[Start of section]

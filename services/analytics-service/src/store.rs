use async_trait::async_trait;
use serde_json::Value;
use tokio_postgres::{Client, NoTls, Row};
use uuid::Uuid;

use crate::db;
use crate::error::StoreError;
use crate::models::{Ack, Event};

/// Persistence seam used by the handlers. Implementations must be safe to
/// share across concurrent requests.
#[async_trait]
pub trait EventStore: Send + Sync {
    /// Writes one event document. No retry on failure.
    async fn persist(&self, event: &Event) -> Result<Ack, StoreError>;

    async fn find(&self, id: Uuid) -> Result<Option<Event>, StoreError>;

    async fn ping(&self) -> Result<(), StoreError>;
}

pub struct PgEventStore {
    client: Client,
    insert_sql: String,
    select_sql: String,
}

impl PgEventStore {
    /// Connects, checks the server answers and makes sure the events table
    /// exists. Any failure here is a startup failure.
    pub async fn connect(database_url: &str, table: &str) -> Result<Self, StoreError> {
        let (client, connection) = tokio_postgres::connect(database_url, NoTls)
            .await
            .map_err(StoreError::Connect)?;
        tokio::spawn(async move {
            // Drive the connection in the background.
            if let Err(err) = connection.await {
                tracing::error!(error = %err, "database connection error");
            }
        });

        let store = Self {
            client,
            insert_sql: db::insert_event_sql(table),
            select_sql: db::select_event_sql(table),
        };
        store.ping().await?;
        store
            .client
            .batch_execute(db::create_table_sql(table).as_str())
            .await
            .map_err(StoreError::EnsureTable)?;
        tracing::info!(table, "event store ready");
        Ok(store)
    }

    fn ensure_open(&self) -> Result<(), StoreError> {
        if self.client.is_closed() {
            return Err(StoreError::Unavailable("connection closed".to_string()));
        }
        Ok(())
    }
}

#[async_trait]
impl EventStore for PgEventStore {
    async fn persist(&self, event: &Event) -> Result<Ack, StoreError> {
        self.ensure_open()?;
        let meta = event.meta.clone().map(Value::Object);
        self.client
            .execute(
                self.insert_sql.as_str(),
                &[
                    &event.id,
                    &event.installation_id,
                    &event.event_type,
                    &meta,
                    &event.created_at,
                    &event.stored_at,
                ],
            )
            .await
            .map_err(StoreError::Insert)?;

        Ok(Ack {
            id: event.id,
            installation_id: event.installation_id.clone(),
        })
    }

    async fn find(&self, id: Uuid) -> Result<Option<Event>, StoreError> {
        self.ensure_open()?;
        let row = self
            .client
            .query_opt(self.select_sql.as_str(), &[&id])
            .await
            .map_err(StoreError::Select)?;
        row.map(|row| event_from_row(&row)).transpose()
    }

    async fn ping(&self) -> Result<(), StoreError> {
        self.ensure_open()?;
        self.client
            .simple_query(db::SQL_PING)
            .await
            .map_err(StoreError::Ping)?;
        Ok(())
    }
}

fn event_from_row(row: &Row) -> Result<Event, StoreError> {
    let meta: Option<Value> = row.try_get("meta").map_err(StoreError::Select)?;
    Ok(Event {
        id: row.try_get("_id").map_err(StoreError::Select)?,
        installation_id: row.try_get("installation_id").map_err(StoreError::Select)?,
        event_type: row.try_get("event_type").map_err(StoreError::Select)?,
        meta: match meta {
            Some(Value::Object(map)) => Some(map),
            _ => None,
        },
        created_at: row.try_get("created_at").map_err(StoreError::Select)?,
        stored_at: row.try_get("stored_at").map_err(StoreError::Select)?,
    })
}
// Table names are validated as plain identifiers when the config loads, so
// they can be interpolated here.
//
// `meta` is JSON rather than JSONB: JSONB rejects `\u0000` escapes and
// reorders keys, JSON keeps the document text as sent.

pub const SQL_PING: &str = "SELECT 1";

pub fn create_table_sql(table: &str) -> String {
    format!(
        "CREATE TABLE IF NOT EXISTS {} (\
_id UUID PRIMARY KEY, \
installation_id TEXT NOT NULL, \
event_type TEXT NOT NULL, \
meta JSON, \
created_at BIGINT, \
stored_at BIGINT NOT NULL)",
        table
    )
}

pub fn insert_event_sql(table: &str) -> String {
    format!(
        "INSERT INTO {} (_id, installation_id, event_type, meta, created_at, stored_at) \
VALUES ($1, $2, $3, $4, $5, $6)",
        table
    )
}

pub fn select_event_sql(table: &str) -> String {
    format!(
        "SELECT _id, installation_id, event_type, meta, created_at, stored_at FROM {} WHERE _id = $1",
        table
    )
}
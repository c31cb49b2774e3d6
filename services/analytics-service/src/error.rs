use axum::{
    http::StatusCode,
    response::{IntoResponse, Response},
    Json,
};
use thiserror::Error;

use crate::models::ErrorResponse;

#[derive(Debug, Error)]
pub enum ValidationError {
    #[error("event type cannot be empty")]
    EmptyEventType,
    #[error("{0} cannot contain NUL characters")]
    NulCharacter(&'static str),
    #[error("malformed request body: {0}")]
    MalformedBody(String),
    #[error("invalid event id: {0}")]
    InvalidEventId(String),
}

#[derive(Debug, Error)]
pub enum StoreError {
    #[error("store connection failed: {0}")]
    Connect(#[source] tokio_postgres::Error),
    #[error("store ping failed: {0}")]
    Ping(#[source] tokio_postgres::Error),
    #[error("ensure table failed: {0}")]
    EnsureTable(#[source] tokio_postgres::Error),
    #[error("insert event failed: {0}")]
    Insert(#[source] tokio_postgres::Error),
    #[error("select event failed: {0}")]
    Select(#[source] tokio_postgres::Error),
    #[error("store unavailable: {0}")]
    Unavailable(String),
}

#[derive(Debug, Error)]
pub enum ConfigError {
    #[error("{0} is required")]
    Missing(&'static str),
    #[error("{key} is invalid: {reason}")]
    Invalid { key: &'static str, reason: String },
}

/// HTTP-facing error: a status plus the JSON body clients receive.
#[derive(Debug)]
pub struct ServiceError {
    pub status: StatusCode,
    pub body: ErrorResponse,
}

impl ServiceError {
    pub fn new(status: StatusCode, status_text: &'static str, error: String) -> Self {
        Self {
            status,
            body: ErrorResponse {
                status: status_text,
                error,
            },
        }
    }

    pub fn invalid_request(error: impl ToString) -> Self {
        Self::new(StatusCode::BAD_REQUEST, "Invalid request.", error.to_string())
    }

    pub fn not_found(error: impl ToString) -> Self {
        Self::new(StatusCode::NOT_FOUND, "Not found.", error.to_string())
    }
}

impl From<ValidationError> for ServiceError {
    fn from(err: ValidationError) -> Self {
        Self::invalid_request(err)
    }
}

// Store failures share the client-error status of validation failures.
impl From<StoreError> for ServiceError {
    fn from(err: StoreError) -> Self {
        Self::invalid_request(err)
    }
}

impl IntoResponse for ServiceError {
    fn into_response(self) -> Response {
        (self.status, Json(self.body)).into_response()
    }
}
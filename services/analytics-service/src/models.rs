use serde::{Deserialize, Serialize};
use serde_json::{Map, Value};
use uuid::Uuid;

/// Inbound body of `POST /analytics`. Every field is optional at the wire
/// level, presence of `eventType` is enforced by the normalizer.
#[derive(Debug, Default, Deserialize)]
#[serde(rename_all = "camelCase")]
pub struct EventPayload {
    pub installation_id: Option<String>,
    pub event_type: Option<String>,
    pub meta: Option<Map<String, Value>>,
    pub created_at: Option<i64>,
}

/// A normalized event. Serializes to the persisted document layout.
#[derive(Debug, Clone, PartialEq, Serialize, Deserialize)]
pub struct Event {
    #[serde(rename = "_id")]
    pub id: Uuid,
    pub installation_id: String,
    pub event_type: String,
    pub meta: Option<Map<String, Value>>,
    pub created_at: Option<i64>,
    pub stored_at: i64,
}

/// Write acknowledgment from the store gateway.
#[derive(Debug, Clone, PartialEq)]
pub struct Ack {
    pub id: Uuid,
    pub installation_id: String,
}

#[derive(Serialize)]
pub struct CaptureResponse {
    pub message: &'static str,
    #[serde(rename = "InstallationID")]
    pub installation_id: String,
}

#[derive(Debug, Serialize)]
pub struct ErrorResponse {
    pub status: &'static str,
    pub error: String,
}
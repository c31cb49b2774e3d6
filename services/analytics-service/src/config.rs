use std::env;

use crate::error::ConfigError;

const DEFAULT_PORT: u16 = 3030;
const DEFAULT_TABLE: &str = "telemetry";

#[derive(Clone, Debug)]
pub struct ServiceConfig {
    pub port: u16,
    pub database_url: String,
    pub table: String,
}

impl ServiceConfig {
    pub fn from_env() -> Result<Self, ConfigError> {
        Self::from_lookup(|key| env::var(key).ok())
    }

    pub fn from_lookup(lookup: impl Fn(&str) -> Option<String>) -> Result<Self, ConfigError> {
        let database_url = lookup("TELEMETRY_DATABASE_URL")
            .filter(|value| !value.trim().is_empty())
            .ok_or(ConfigError::Missing("TELEMETRY_DATABASE_URL"))?;

        let port = match lookup("PORT") {
            Some(value) => value.parse::<u16>().map_err(|err| ConfigError::Invalid {
                key: "PORT",
                reason: err.to_string(),
            })?,
            None => DEFAULT_PORT,
        };

        let table = lookup("TELEMETRY_TABLE").unwrap_or_else(|| DEFAULT_TABLE.to_string());
        if !is_plain_identifier(&table) {
            return Err(ConfigError::Invalid {
                key: "TELEMETRY_TABLE",
                reason: format!("{table:?} is not a plain identifier"),
            });
        }

        Ok(Self {
            port,
            database_url,
            table,
        })
    }
}

fn is_plain_identifier(value: &str) -> bool {
    let mut chars = value.chars();
    match chars.next() {
        Some(first) if first.is_ascii_alphabetic() || first == '_' => {}
        _ => return false,
    }
    value.len() <= 63 && chars.all(|c| c.is_ascii_alphanumeric() || c == '_')
}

[End of section]

If a line above holds the string "analytics", copy it out.

filename services/analytics-service/src/store.rs
filename services/analytics-service/src/error.rs
filename services/analytics-service/src/models.rs
/// Inbound body of `POST /analytics`. Every field is optional at the wire
filename services/analytics-service/src/config.rs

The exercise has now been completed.